La libre concurrence est-elle une guérilla ?

Que ce soit par ouverture à la concurrence de marchés monopolistiques, ou par l’irruption de « nouveaux entrants », pure players des services numériques, ou adossés à ces nouvelles briques de compétences et d’outils, beaucoup de grandes entreprises ont dû résister, ou s’adapter… ou en tous cas tenter de le faire. Pour cela, elles ont soit durci leurs positions existantes, soit tenté de jouer le jeu de ces nouveaux acteurs, beaucoup plus faibles mais beaucoup plus agiles. L’ouvrage de l’officier français David Galula, « Contre-insurrection », référence militaire aux États-Unis avant de l’être en France, offre quelques clés de lecture et de réflexion sur cette « guerre » économique.

 

 

David Galula est un officier français « atypique », que certains peuvent considérer comme un « franc-tireur ». Né en 1919, sa carrière le mène des combats en Afrique du Nord, en France, et en Allemagne, à la Chine en cours de maoïsation et plus globalement, à l’observation des guerres révolutionnaires en Extrême Orient, à la Grèce en guerre civile, puis à la guerre d’Algérie. A partir de 1962, mis en disponibilité à sa demande, il poursuivra sa carrière comme « visiting fellow » au Harvard Center for International Affairs et à la Rand Corporation, avant sa mort en 1968. En 2005, son ouvrage est recommandé en référence sur les guerres insurrectionnelles, alors que les armées américaines sont engagées en Irak et en Afghanistan.

 

Plus de cinquante ans après sa parution, ces réflexions et recommandations conservent toute leur utilité, et pas seulement pour les actions militaires.
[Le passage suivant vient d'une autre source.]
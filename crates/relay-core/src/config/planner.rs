//! Language-model settings for intent parsing, chat and summarization.

use serde::{Deserialize, Serialize};

#[derive(Debug, Clone, Serialize, Deserialize)]
pub struct PlannerConfig {
    /// Model name passed to the Generative Language API.
    #[serde(default = "default_model")]
    pub model: String,

    /// Environment variables checked, in order, for the API key.
    #[serde(default = "default_api_key_envs")]
    pub api_key_envs: Vec<String>,

    #[serde(default = "default_base_url")]
    pub base_url: String,

    /// Prompts remembered before the history is reset.
    #[serde(default = "default_history_limit")]
    pub history_limit: usize,
}

impl Default for PlannerConfig {
    fn default() -> Self {
        Self {
            model: default_model(),
            api_key_envs: default_api_key_envs(),
            base_url: default_base_url(),
            history_limit: default_history_limit(),
        }
    }
}

fn default_model() -> String {
    "gemini-2.0-flash".to_string()
}

fn default_api_key_envs() -> Vec<String> {
    vec!["API_KEY".to_string(), "GEMINI_API_KEY".to_string()]
}

fn default_base_url() -> String {
    "https://generativelanguage.googleapis.com/v1beta".to_string()
}

fn default_history_limit() -> usize {
    10
}
//! Gmail API v1.

use crate::error::GoogleApiError;
use crate::http::ApiClient;
use crate::mime::{self, Attachment, Message};
use async_trait::async_trait;
use base64::Engine;
use base64::engine::general_purpose::URL_SAFE_NO_PAD;
use relay_runtime::{
    AttachmentInfo, Label, MailCapability, MessageDetail, MessageRef, MessageSummary,
    OutgoingMessage,
};
use serde::Deserialize;
use serde_json::json;
use tracing::debug;

/// Gmail caps `batchModify` at 1000 ids per call.
const BATCH_MODIFY_LIMIT: usize = 1000;

// ============================================================================
// API response types
// ============================================================================

#[derive(Debug, Deserialize)]
#[serde(rename_all = "camelCase")]
struct MessageListResponse {
    #[serde(default)]
    messages: Vec<MessageStub>,
}

#[derive(Debug, Deserialize)]
struct MessageStub {
    id: String,
}

#[derive(Debug, Default, Deserialize)]
#[serde(rename_all = "camelCase")]
struct RawMessage {
    #[serde(default)]
    id: String,
    #[serde(default)]
    snippet: String,
    #[serde(default)]
    payload: Option<Payload>,
}

#[derive(Debug, Default, Deserialize)]
#[serde(rename_all = "camelCase")]
struct Payload {
    #[serde(default)]
    mime_type: String,
    #[serde(default)]
    filename: String,
    #[serde(default)]
    headers: Vec<Header>,
    #[serde(default)]
    body: Option<PayloadBody>,
    #[serde(default)]
    parts: Vec<Payload>,
}

#[derive(Debug, Deserialize)]
struct Header {
    #[serde(default)]
    name: String,
    #[serde(default)]
    value: String,
}

#[derive(Debug, Default, Deserialize)]
#[serde(rename_all = "camelCase")]
struct PayloadBody {
    #[serde(default)]
    data: Option<String>,
    #[serde(default)]
    size: u64,
    #[serde(default)]
    attachment_id: Option<String>,
}

#[derive(Debug, Deserialize)]
struct LabelListResponse {
    #[serde(default)]
    labels: Vec<RawLabel>,
}

#[derive(Debug, Deserialize)]
struct RawLabel {
    id: String,
    #[serde(default)]
    name: String,
}

impl From<RawLabel> for Label {
    fn from(raw: RawLabel) -> Self {
        Label {
            id: raw.id,
            name: raw.name,
        }
    }
}

impl RawMessage {
    fn header(&self, name: &str) -> String {
        self.payload
            .as_ref()
            .and_then(|p| p.headers.iter().find(|h| h.name.eq_ignore_ascii_case(name)))
            .map(|h| h.value.clone())
            .unwrap_or_default()
    }

    fn into_summary(self) -> MessageSummary {
        MessageSummary {
            subject: self.header("Subject"),
            from: self.header("From"),
            id: self.id,
            snippet: self.snippet,
        }
    }

    fn into_detail(self) -> MessageDetail {
        let mut detail = MessageDetail {
            subject: self.header("Subject"),
            from: self.header("From"),
            to: self.header("To"),
            date: self.header("Date"),
            ..Default::default()
        };
        if let Some(payload) = &self.payload {
            detail.body_plain = find_body(payload, "text/plain");
            detail.body_html = find_body(payload, "text/html");
            collect_attachments(payload, &mut detail.attachments);
        }
        detail.id = self.id;
        detail.snippet = self.snippet;
        detail
    }
}

/// Depth-first search for an inline body of the given MIME type.
fn find_body(payload: &Payload, mime_type: &str) -> Option<String> {
    if payload.mime_type == mime_type && payload.filename.is_empty() {
        if let Some(data) = payload.body.as_ref().and_then(|b| b.data.as_deref()) {
            return decode_url_safe_base64(data);
        }
    }
    payload.parts.iter().find_map(|p| find_body(p, mime_type))
}

fn collect_attachments(payload: &Payload, out: &mut Vec<AttachmentInfo>) {
    let is_attachment = !payload.filename.is_empty()
        && payload
            .body
            .as_ref()
            .is_some_and(|b| b.attachment_id.is_some() || b.size > 0);
    if is_attachment {
        out.push(AttachmentInfo {
            filename: payload.filename.clone(),
            mime_type: payload.mime_type.clone(),
            size: payload.body.as_ref().map_or(0, |b| b.size),
        });
    }
    for part in &payload.parts {
        collect_attachments(part, out);
    }
}

/// Gmail pads inconsistently; strip padding before decoding.
fn decode_url_safe_base64(data: &str) -> Option<String> {
    let bytes = URL_SAFE_NO_PAD.decode(data.trim_end_matches('=')).ok()?;
    Some(String::from_utf8_lossy(&bytes).into_owned())
}

// ============================================================================
// Client
// ============================================================================

pub struct GmailClient {
    api: ApiClient,
    base_url: String,
}

impl GmailClient {
    pub fn new(api: ApiClient, base_url: impl Into<String>) -> Self {
        Self {
            api,
            base_url: base_url.into().trim_end_matches('/').to_string(),
        }
    }

    fn url(&self, path: &str) -> String {
        format!("{}/{}", self.base_url, path)
    }

    async fn list_ids(&self, params: &[(&str, String)]) -> Result<Vec<MessageRef>, GoogleApiError> {
        let list: MessageListResponse = self
            .api
            .json(self.api.get(&self.url("messages")).query(params))
            .await?;
        Ok(list
            .messages
            .into_iter()
            .map(|m| MessageRef { id: m.id })
            .collect())
    }

    async fn fetch(&self, id: &str, params: &[(&str, &str)]) -> Result<RawMessage, GoogleApiError> {
        self.api
            .json(self.api.get(&self.url(&format!("messages/{}", id))).query(params))
            .await
    }
}

#[async_trait]
impl MailCapability for GmailClient {
    async fn list_recent(&self, max: usize) -> anyhow::Result<Vec<MessageSummary>> {
        let refs = self.list_ids(&[("maxResults", max.to_string())]).await?;
        let mut messages = Vec::with_capacity(refs.len());
        for r in refs {
            let raw = self
                .fetch(
                    &r.id,
                    &[
                        ("format", "metadata"),
                        ("metadataHeaders", "From"),
                        ("metadataHeaders", "Subject"),
                    ],
                )
                .await?;
            messages.push(raw.into_summary());
        }
        debug!(count = messages.len(), "listed recent messages");
        Ok(messages)
    }

    async fn search(&self, query: &str, max: usize) -> anyhow::Result<Vec<MessageRef>> {
        Ok(self
            .list_ids(&[("q", query.to_string()), ("maxResults", max.to_string())])
            .await?)
    }

    async fn get_detail(&self, id: &str) -> anyhow::Result<MessageDetail> {
        Ok(self.fetch(id, &[("format", "full")]).await?.into_detail())
    }

    async fn send(&self, message: &OutgoingMessage) -> anyhow::Result<()> {
        let mut attachments = Vec::with_capacity(message.attachments.len());
        for path in &message.attachments {
            let data = tokio::fs::read(path)
                .await
                .map_err(|e| anyhow::anyhow!("cannot read attachment {}: {}", path.display(), e))?;
            let filename = path
                .file_name()
                .map(|n| n.to_string_lossy().into_owned())
                .unwrap_or_else(|| "attachment".to_string());
            attachments.push(Attachment::new(filename, data));
        }

        let rendered = mime::render(
            &Message {
                to: &message.to,
                subject: &message.subject,
                text: &message.body_text,
                html: message.body_html.as_deref(),
                attachments: &attachments,
            },
            &uuid::Uuid::new_v4().simple().to_string(),
        );
        self.api
            .execute(
                self.api
                    .post(&self.url("messages/send"))
                    .json(&json!({ "raw": mime::encode_raw(&rendered) })),
            )
            .await?;
        Ok(())
    }

    async fn trash(&self, id: &str) -> anyhow::Result<()> {
        self.api
            .execute(self.api.post(&self.url(&format!("messages/{}/trash", id))))
            .await?;
        Ok(())
    }

    async fn modify_labels(
        &self,
        id: &str,
        add: &[String],
        remove: &[String],
    ) -> anyhow::Result<()> {
        self.api
            .execute(
                self.api
                    .post(&self.url(&format!("messages/{}/modify", id)))
                    .json(&json!({ "addLabelIds": add, "removeLabelIds": remove })),
            )
            .await?;
        Ok(())
    }

    async fn batch_modify_labels(
        &self,
        ids: &[String],
        add: &[String],
        remove: &[String],
    ) -> anyhow::Result<()> {
        for chunk in ids.chunks(BATCH_MODIFY_LIMIT) {
            self.api
                .execute(self.api.post(&self.url("messages/batchModify")).json(&json!({
                    "ids": chunk,
                    "addLabelIds": add,
                    "removeLabelIds": remove,
                })))
                .await?;
        }
        Ok(())
    }

    async fn list_labels(&self) -> anyhow::Result<Vec<Label>> {
        let list: LabelListResponse = self.api.json(self.api.get(&self.url("labels"))).await?;
        Ok(list.labels.into_iter().map(Label::from).collect())
    }

    async fn create_label(&self, name: &str) -> anyhow::Result<Label> {
        let raw: RawLabel = self
            .api
            .json(self.api.post(&self.url("labels")).json(&json!({
                "name": name,
                "labelListVisibility": "labelShow",
                "messageListVisibility": "show",
            })))
            .await?;
        Ok(raw.into())
    }

    async fn update_label(&self, id: &str, name: &str) -> anyhow::Result<Label> {
        let raw: RawLabel = self
            .api
            .json(
                self.api
                    .patch(&self.url(&format!("labels/{}", id)))
                    .json(&json!({ "name": name })),
            )
            .await?;
        Ok(raw.into())
    }

    async fn delete_label(&self, id: &str) -> anyhow::Result<()> {
        self.api
            .execute(self.api.delete(&self.url(&format!("labels/{}", id))))
            .await?;
        Ok(())
    }

    async fn list_by_label(
        &self,
        label_ids: &[String],
        max: usize,
    ) -> anyhow::Result<Vec<MessageRef>> {
        let mut params: Vec<(&str, String)> = label_ids
            .iter()
            .map(|id| ("labelIds", id.clone()))
            .collect();
        params.push(("maxResults", max.to_string()));
        Ok(self.list_ids(&params).await?)
    }
}
//! Configuration types for Relay.
//!
//! A single `RelayConfig` is loaded from `relay.toml` by the CLI. Every
//! section and field has a default, so an absent file yields a working
//! configuration as long as the access token and API key environment
//! variables are set.
//!
//! # Sections
//!
//! - **google**: access token source, enabled services, API base URLs
//! - **planner**: language-model settings for intent parsing
//! - **calendar**: local offset and event defaults
//! - **drive**: download directory and listing defaults

pub mod calendar;
pub mod drive;
pub mod google;
pub mod planner;

use serde::{Deserialize, Serialize};

pub use calendar::CalendarConfig;
pub use drive::DriveConfig;
pub use google::GoogleConfig;
pub use planner::PlannerConfig;

/// Complete Relay configuration.
#[derive(Debug, Clone, Default, Serialize, Deserialize)]
pub struct RelayConfig {
    /// Google Workspace access.
    #[serde(default)]
    pub google: GoogleConfig,

    /// Intent parser settings.
    #[serde(default)]
    pub planner: PlannerConfig,

    /// Calendar defaults.
    #[serde(default)]
    pub calendar: CalendarConfig,

    /// Drive defaults.
    #[serde(default)]
    pub drive: DriveConfig,
}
Galula décrit les forces en présence comme « loyalistes » et « insurgés ». Pour mener le parallèle avec les dynamiques des entreprises civiles, proposons la position de « loyalistes » aux entreprises en position dominante, et celle d’« insurgés » aux « nouveaux entrants ». Car il s’agit, avant tout, d’acquérir la maitrise d’un territoire, d’un « marché » (ou de « parts de marchés »).

 

Ce qui caractérise les loyalistes, c’est le respect du droit, la bureaucratie, les procédures. C’est le maintien d’une position acquise, et des actions en réaction aux initiatives des insurgés. C’est avant tout une culture de « contrôle » qui s’appuie sur une structure politique, une bureaucratie administrative, une police, des forces armées. 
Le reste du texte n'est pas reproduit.